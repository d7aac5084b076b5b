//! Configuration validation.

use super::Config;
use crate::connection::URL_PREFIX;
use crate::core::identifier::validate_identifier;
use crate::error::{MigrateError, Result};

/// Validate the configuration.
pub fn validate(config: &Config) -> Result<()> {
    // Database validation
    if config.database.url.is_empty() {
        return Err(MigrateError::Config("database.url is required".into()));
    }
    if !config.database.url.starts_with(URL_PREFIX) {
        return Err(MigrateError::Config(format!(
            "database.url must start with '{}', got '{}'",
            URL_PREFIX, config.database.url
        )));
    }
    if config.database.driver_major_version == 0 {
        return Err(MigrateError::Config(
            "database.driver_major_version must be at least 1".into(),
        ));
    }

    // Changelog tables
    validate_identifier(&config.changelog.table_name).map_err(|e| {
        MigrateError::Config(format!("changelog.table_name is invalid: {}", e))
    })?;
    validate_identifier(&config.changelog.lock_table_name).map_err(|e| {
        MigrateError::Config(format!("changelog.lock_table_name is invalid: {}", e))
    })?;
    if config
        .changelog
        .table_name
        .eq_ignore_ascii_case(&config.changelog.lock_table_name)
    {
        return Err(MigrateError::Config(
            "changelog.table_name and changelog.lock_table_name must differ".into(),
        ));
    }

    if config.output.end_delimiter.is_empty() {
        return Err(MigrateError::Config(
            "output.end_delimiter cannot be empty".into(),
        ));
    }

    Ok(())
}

__Problem description__.
Could you reproduce every record above exactly as it stands?

__Problem solution__.
repository d7aac5084b076b5b
//! Configuration validation.

use super::Config;
use crate::connection::URL_PREFIX;
use crate::core::identifier::validate_identifier;
use crate::error::{MigrateError, Result};

/// Validate the configuration.
pub fn validate(config: &Config) -> Result<()> {
    // Database validation
    if config.database.url.is_empty() {
        return Err(MigrateError::Config("database.url is required".into()));
    }
    if !config.database.url.starts_with(URL_PREFIX) {
        return Err(MigrateError::Config(format!(
            "database.url must start with '{}', got '{}'",
            URL_PREFIX, config.database.url
        )));
    }
    if config.database.driver_major_version == 0 {
        return Err(MigrateError::Config(
            "database.driver_major_version must be at least 1".into(),
        ));
    }

    // Changelog tables
    validate_identifier(&config.changelog.table_name).map_err(|e| {
        MigrateError::Config(format!("changelog.table_name is invalid: {}", e))
    })?;
    validate_identifier(&config.changelog.lock_table_name).map_err(|e| {
        MigrateError::Config(format!("changelog.lock_table_name is invalid: {}", e))
    })?;
    if config
        .changelog
        .table_name
        .eq_ignore_ascii_case(&config.changelog.lock_table_name)
    {
        return Err(MigrateError::Config(
            "changelog.table_name and changelog.lock_table_name must differ".into(),
        ));
    }

    if config.output.end_delimiter.is_empty() {
        return Err(MigrateError::Config(
            "output.end_delimiter cannot be empty".into(),
        ));
    }

    Ok(())
}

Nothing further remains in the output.